Cerpen “Gus Jakfar” karya KH. Ahmad Mustofa Bisri (Gus Mus) merupakan cerpen yang bernafaskan Islam dengan latar budaya pesantren Jawa. Kehidupan masyarakat pesantren tersebut dapat dilihat melalui tokoh-tokoh dan latar yang mewakili dunia pesantren. Melalui tokoh Gus Jakfar yang menjadi judul cerpen dalam kumpulan cerpen “Lukisan Kaligrafi” dan tema religiusitas masyarakat pesantren Jawa yang diangkat Gus Mus dalam cerpennya, telah menghadirkan karakteristik atau warna yang berbeda dalam kesusastraan Indonesia modern. Selain itu, masalah sosial umat Islam yang dihadirkan Gus Mus melalui cerpen “Gus Jakfar” ternyata menjadi kritik sosial yang ditujukan kepada masyarakat pesantren Jawa dan masyarakat Islam di Indonesia.

               Dalam cerpen “Gus Jakfar” dikisahkan bahwa tokoh Gus Jakfar adalah kyai yang pandai membaca tanda-tanda seseorang.

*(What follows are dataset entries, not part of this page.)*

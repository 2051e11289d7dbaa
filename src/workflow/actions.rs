//! 工作流入口 - 流程层
//!
//! 展示层调用的全部操作。每个操作：
//! 1. 先确认用户身份（没有身份直接失败）
//! 2. 校验输入
//! 3. 调用编排层
//! 4. 成功后才写入文档存储和数据库
//!
//! 所有错误都收敛为 [`ActionOutcome`]，不会把原始错误抛给展示层。

use chrono::Utc;
use futures::future::join_all;
use std::sync::Arc;
use tracing::{info, warn};

use crate::config::Config;
use crate::error::{AppError, AppResult, ExtractionError, StorageError, ValidationError};
use crate::infrastructure::{DocumentStore, IdentityProvider, TextExtractor};
use crate::models::{
    EvaluationCriteria, EvaluationDetail, EvaluationRecord, EvaluationStats, ExamGenerationRequest,
    ExamSubmission, ExamType, GeneratedExam, GradingOutcome, NewEvaluation, NewResult, SavedCriteria,
    UploadedDocument, UserId,
};
use crate::orchestrator::{ExamGenerator, FeedbackGenerator, GradingOrchestrator};
use crate::services::{PromptCatalog, StructuredGeneration};
use crate::storage::PersistenceGateway;
use crate::workflow::outcome::ActionOutcome;
use crate::workflow::upload_validation::UploadLimits;

/// 工作流层记录的评估类型（手动上传评分）
pub const MANUAL_EXAM_TYPE: &str = "manual";

/// 工作流入口集合
pub struct ExamActions {
    identity: Arc<dyn IdentityProvider>,
    grading: GradingOrchestrator,
    exams: ExamGenerator,
    feedback: FeedbackGenerator,
    extractor: Arc<dyn TextExtractor>,
    documents: Arc<dyn DocumentStore>,
    store: Arc<dyn PersistenceGateway>,
    limits: UploadLimits,
    history_limit: usize,
}

impl ExamActions {
    pub fn new(
        config: &Config,
        generator: Arc<dyn StructuredGeneration>,
        extractor: Arc<dyn TextExtractor>,
        documents: Arc<dyn DocumentStore>,
        store: Arc<dyn PersistenceGateway>,
        identity: Arc<dyn IdentityProvider>,
    ) -> Self {
        let prompts = Arc::new(PromptCatalog::from_config(config));
        Self {
            identity,
            grading: GradingOrchestrator::new(
                generator.clone(),
                extractor.clone(),
                prompts.clone(),
                config,
            ),
            exams: ExamGenerator::new(generator.clone(), extractor.clone(), prompts.clone()),
            feedback: FeedbackGenerator::new(generator, prompts),
            extractor,
            documents,
            store,
            limits: UploadLimits::from_config(config),
            history_limit: config.history_limit,
        }
    }

    fn current_user(&self) -> AppResult<UserId> {
        self.identity.current_user().ok_or(AppError::Unauthenticated)
    }

    /// 在阻塞线程池中执行数据库操作
    async fn with_store<T, F>(&self, operation: F) -> AppResult<T>
    where
        T: Send + 'static,
        F: FnOnce(&dyn PersistenceGateway) -> Result<T, StorageError> + Send + 'static,
    {
        let store = Arc::clone(&self.store);
        let result = tokio::task::spawn_blocking(move || operation(store.as_ref()))
            .await
            .map_err(|e| StorageError::TaskFailed(e.to_string()))?;
        Ok(result?)
    }

    // ========== 评分 ==========

    /// 批改一批学生试卷并保存结果
    pub async fn grade_student_exams(
        &self,
        documents: Vec<UploadedDocument>,
        criteria: &str,
    ) -> ActionOutcome<GradingOutcome> {
        let result = self
            .grade_student_exams_inner(documents, criteria, MANUAL_EXAM_TYPE, None)
            .await;
        ActionOutcome::from_result("批改试卷", result)
    }

    /// 用生成的试卷批改学生答卷，评估记录中保存题型和试卷内容
    pub async fn grade_generated_exam(
        &self,
        documents: Vec<UploadedDocument>,
        exam_type: ExamType,
        exam: &GeneratedExam,
    ) -> ActionOutcome<GradingOutcome> {
        let result = self
            .grade_student_exams_inner(
                documents,
                &exam.evaluation_criteria,
                exam_type.as_str(),
                Some(exam.exam_content.clone()),
            )
            .await;
        ActionOutcome::from_result("批改生成的试卷", result)
    }

    async fn grade_student_exams_inner(
        &self,
        documents: Vec<UploadedDocument>,
        criteria: &str,
        exam_type: &str,
        exam_content: Option<String>,
    ) -> AppResult<GradingOutcome> {
        let user_id = self.current_user()?;
        self.limits.check_documents(&documents)?;
        let criteria = self.limits.check_criteria(criteria)?;

        let (submissions, mut outcome) = self.grading.grade_documents(&documents, &criteria).await?;

        // 评分成功后才保存原件
        let submissions = self.store_originals(&documents, submissions).await?;

        let evaluation = NewEvaluation {
            user_id,
            exam_type: exam_type.to_string(),
            exam_content,
            evaluation_criteria: criteria.as_str().to_string(),
            total_students: outcome.summary.total_students,
            average_grade: outcome.summary.average_grade,
        };
        let results: Vec<NewResult> = outcome
            .results
            .iter()
            .zip(&submissions)
            .map(|(result, submission)| NewResult {
                student_name: result.student_id.clone(),
                grade: result.grade,
                feedback: result.feedback.clone(),
                submission_path: submission.storage_ref.clone(),
            })
            .collect();

        let student_count = results.len();
        let recorded = self
            .with_store(move |store| store.record_evaluation(&evaluation, &results))
            .await;
        match recorded {
            Ok(evaluation_id) => {
                info!("💾 已保存评估 #{} ({} 名学生)", evaluation_id, student_count);
                outcome.evaluation_id = Some(evaluation_id);
                Ok(outcome)
            }
            Err(e) => {
                self.discard_originals(submissions.iter().filter_map(|s| s.storage_ref.as_deref()))
                    .await;
                Err(e)
            }
        }
    }

    /// 保存原始文件；任意一份失败则删除已保存的文件
    async fn store_originals(
        &self,
        documents: &[UploadedDocument],
        submissions: Vec<ExamSubmission>,
    ) -> AppResult<Vec<ExamSubmission>> {
        let mut stored = Vec::with_capacity(submissions.len());
        for (document, submission) in documents.iter().zip(submissions) {
            match self.documents.save(&document.bytes, &document.file_name).await {
                Ok(storage_ref) => stored.push(submission.with_storage_ref(storage_ref)),
                Err(e) => {
                    self.discard_originals(stored.iter().filter_map(|s| s.storage_ref.as_deref()))
                        .await;
                    return Err(e.into());
                }
            }
        }
        Ok(stored)
    }

    /// 并发删除原始文档，失败只记录日志
    async fn discard_originals<'a>(&self, refs: impl Iterator<Item = &'a str>) {
        let deletions = refs.map(|storage_ref| async move {
            if let Err(e) = self.documents.delete(storage_ref).await {
                warn!("清理原始文档 {} 失败: {}", storage_ref, e);
            }
        });
        join_all(deletions).await;
    }

    // ========== 出题 ==========

    /// 生成试卷和评分标准
    pub async fn generate_exam(
        &self,
        request: ExamGenerationRequest,
        source: Option<UploadedDocument>,
    ) -> ActionOutcome<GeneratedExam> {
        let result = self.generate_exam_inner(request, source).await;
        ActionOutcome::from_result("生成试卷", result)
    }

    async fn generate_exam_inner(
        &self,
        request: ExamGenerationRequest,
        source: Option<UploadedDocument>,
    ) -> AppResult<GeneratedExam> {
        self.current_user()?;
        // 其他题型会忽略源文档，不做检查
        if let Some(document) = &source {
            if request.exam_type == ExamType::PracticalWorkFromDocument {
                self.limits.check_document(document)?;
            }
        }
        self.exams.generate(request, source).await
    }

    // ========== 个性化反馈 ==========

    /// 为一条已保存的学生结果重新生成反馈（不修改已保存的结果）
    pub async fn regenerate_feedback(&self, result_id: i64) -> ActionOutcome<String> {
        let result = self.regenerate_feedback_inner(result_id).await;
        ActionOutcome::from_result("重新生成反馈", result)
    }

    async fn regenerate_feedback_inner(&self, result_id: i64) -> AppResult<String> {
        let user_id = self.current_user()?;
        let result = self
            .with_store(move |store| store.get_result(user_id, result_id))
            .await?
            .ok_or(ValidationError::ResultNotFound(result_id))?;
        let storage_ref = result
            .submission_path
            .as_deref()
            .ok_or(ValidationError::SubmissionMissing(result_id))?;
        let evaluation_id = result.evaluation_id;
        let evaluation = self
            .with_store(move |store| store.get_evaluation(user_id, evaluation_id))
            .await?
            .ok_or(ValidationError::EvaluationNotFound(evaluation_id))?;

        let bytes = self.documents.load(storage_ref).await?;
        let extractor = Arc::clone(&self.extractor);
        let text = tokio::task::spawn_blocking(move || extractor.extract(&bytes))
            .await
            .map_err(|e| {
                AppError::extraction(storage_ref, ExtractionError::TaskFailed(e.to_string()))
            })?
            .map_err(|e| AppError::extraction(storage_ref, e))?;

        let criteria = EvaluationCriteria::new(evaluation.evaluation_criteria);
        self.feedback.regenerate(&text, &criteria, result.grade).await
    }

    // ========== 评分标准 ==========

    /// 保存一份评分标准
    pub async fn save_criteria(&self, name: &str, criteria: &str) -> ActionOutcome<SavedCriteria> {
        let result = self.save_criteria_inner(name, criteria).await;
        ActionOutcome::from_result("保存评分标准", result)
    }

    async fn save_criteria_inner(&self, name: &str, criteria: &str) -> AppResult<SavedCriteria> {
        let user_id = self.current_user()?;
        let name = name.trim().to_string();
        if name.is_empty() {
            return Err(ValidationError::EmptyCriteriaName.into());
        }
        let criteria = self.limits.check_criteria(criteria)?;
        self.with_store(move |store| store.save_criteria(user_id, &name, criteria.as_str()))
            .await
    }

    /// 当前用户保存的全部评分标准（最新的在前）
    pub async fn saved_criteria(&self) -> ActionOutcome<Vec<SavedCriteria>> {
        let result = match self.current_user() {
            Ok(user_id) => self.with_store(move |store| store.list_criteria(user_id)).await,
            Err(e) => Err(e),
        };
        ActionOutcome::from_result("读取评分标准", result)
    }

    /// 按 ID 读取一份评分标准
    pub async fn load_criteria(&self, criteria_id: i64) -> ActionOutcome<SavedCriteria> {
        let result = self.load_criteria_inner(criteria_id).await;
        ActionOutcome::from_result("读取评分标准", result)
    }

    async fn load_criteria_inner(&self, criteria_id: i64) -> AppResult<SavedCriteria> {
        let user_id = self.current_user()?;
        self.with_store(move |store| store.get_criteria(user_id, criteria_id))
            .await?
            .ok_or_else(|| ValidationError::CriteriaNotFound(criteria_id).into())
    }

    // ========== 历史记录 ==========

    /// 最近的评估记录
    pub async fn evaluation_history(&self) -> ActionOutcome<Vec<EvaluationRecord>> {
        let limit = self.history_limit;
        let result = match self.current_user() {
            Ok(user_id) => {
                self.with_store(move |store| store.evaluation_history(user_id, limit))
                    .await
            }
            Err(e) => Err(e),
        };
        ActionOutcome::from_result("读取评估历史", result)
    }

    /// 仪表盘统计
    pub async fn evaluation_stats(&self) -> ActionOutcome<EvaluationStats> {
        let result = match self.current_user() {
            Ok(user_id) => {
                self.with_store(move |store| store.evaluation_stats(user_id, Utc::now()))
                    .await
            }
            Err(e) => Err(e),
        };
        ActionOutcome::from_result("读取统计", result)
    }

    /// 一次评估的全部学生结果（按分数降序）
    pub async fn evaluation_results(&self, evaluation_id: i64) -> ActionOutcome<EvaluationDetail> {
        let result = self.evaluation_results_inner(evaluation_id).await;
        ActionOutcome::from_result("读取评估结果", result)
    }

    async fn evaluation_results_inner(&self, evaluation_id: i64) -> AppResult<EvaluationDetail> {
        let user_id = self.current_user()?;
        self.with_store(move |store| store.evaluation_results(user_id, evaluation_id))
            .await?
            .ok_or_else(|| ValidationError::EvaluationNotFound(evaluation_id).into())
    }

    /// 删除评估记录及其学生结果和原始文件
    pub async fn delete_evaluation(&self, evaluation_id: i64) -> ActionOutcome<i64> {
        let result = self.delete_evaluation_inner(evaluation_id).await;
        ActionOutcome::from_result("删除评估", result)
    }

    async fn delete_evaluation_inner(&self, evaluation_id: i64) -> AppResult<i64> {
        let detail = self.evaluation_results_inner(evaluation_id).await?;
        let user_id = detail.evaluation.user_id;

        let deleted = self
            .with_store(move |store| store.delete_evaluation(user_id, evaluation_id))
            .await?;
        if !deleted {
            return Err(ValidationError::EvaluationNotFound(evaluation_id).into());
        }
        self.discard_originals(
            detail
                .results
                .iter()
                .filter_map(|r| r.submission_path.as_deref()),
        )
        .await;

        info!("🗑️ 已删除评估 #{}", evaluation_id);
        Ok(evaluation_id)
    }
}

Kepandaian yang dimaksud di sini bukanlah kepandaian yang diidentifikasikan sebagai peramal atau dukun. Gus Jakfar yang mempunyai kelebihan tertentu. Dikisahkan pula bahwa pada suatu hari Gus Jakfar pergi selama beberapa minggu, setelah dia kembali, orang-orang disekelilingnya merasa heran karena dia bersikap berubah, seolah tidak mempunyai keistimewaan lagi. Dia tidak lagi membaca tanda-tanda seseorang meski disuruh sekalipun. Hal ini, menimbulkan rasa penasaran dan akhirnya datanglah beberapa orang kerumahnya untuk menanyakan apa penyebab dari perubahan sikapnya itu. Gus Jakfar itu pun kemudian bercerita: Bermula dari mimpi berjumpa dengan ayahnya. Sang ayah, Kyai Saleh, menyuruhnya untuk mencari Kyai Tawakkal. Ia lalu berkelana. Hingga, akhirnya bertemulah Gus Jakfar dengan Kyai Tawakkal atau Mbah Jogo.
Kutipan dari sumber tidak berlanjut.